'Il vostro sacro mese di Ramadan, quest'anno coincide con la santa Quaresima cristiana. Viviamo dunque lo stesso tempo di penitenza, preghiera, solidarietà con i più poveri, costretti al digiuno tutto l'anno. Colgo questa bella coincidenza nel calendario come simbolo di un incontro profondo tra i nostri cuori e le nostre vite, che ci spinge alla ricerca di vie comuni di pace e collaborazione'. Lo ha scritto il cardinal Matteo Zuppi, arcivescovo di Bologna e presidente della Cei, in un messaggio alla comunità islamica.
Oggi prende il via, infatti, il mese sacro del Ramadan, in cui gli islamici commemorano con il digiuno la prima rivelazione del Corano a Maometto. Domani, con il Mercoledì delle Ceneri, prende il via la Quaresima, ovvero i quaranta giorni che accompagnano i cristiani alla Pasqua.

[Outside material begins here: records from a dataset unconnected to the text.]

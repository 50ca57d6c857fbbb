//! Outbound event fan-out for progress and notification delivery.
//!
//! Engines emit [`OutboundEvent`]s through an [`EventEmitter`]; the
//! [`EventBus`] hands them to every registered [`EventSink`] whose
//! [`TopicFilter`] matches the event's topic. Sinks are the integration point
//! for whatever actually carries events to users (a websocket hub, a pub/sub
//! topic, stdout in dev, memory in tests).

pub mod bus;
pub mod emitter;
pub mod event;
pub mod sink;

pub use bus::{BusEmitter, EventBus, TopicFilter};
pub use emitter::{EmitterError, EventEmitter};
pub use event::{EventKind, OutboundEvent};
pub use sink::{ChannelSink, EventSink, MemorySink, StdOutSink};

'Il dilagare delle cattive notizie assordanti - dice Zuppi - non ci impedisca di percepire il suono delicato dell'enorme quantità di gesti concreti di solidarietà e benevolenza che caratterizza la vita quotidiana, a casa, al lavoro, a scuola, nel tempo libero. Tra i vostri detti più belli - prosegue rivolgendosi agli islamici - leggo che fa parte della fede anche soltanto togliere un sasso d'inciampo dalla strada. E sappiamo che sono i più deboli a cadere.
Mi ricorda il detto evangelico sulla ricompensa divina assicurata a chi offre anche soltanto un bicchiere d'acqua fresca'.Zuppi ha scritto una lettera anche alla comunità cristiana bolognese in occasione dell'avvio della Quaresima. 'La pace nel nostro cuore - scrive il cardinale - tra di noi e nel mondo inizia da un cuore disarmato. Solo colui che ha un cuore libero può possedere la pace. La pace non è un fatto geografico ed esteriore; sono io che devo farmi uomo di pace. Per questo dobbiamo non sopportare alcuna violenza nel nostro cuore e nelle nostre relazioni. Disarmiamoci dalle parole offensive, scortesi, dai pregiudizi, dai modi ideologici che non lasciano spazio all'umanità altrui, dalla supponenza che respinge'.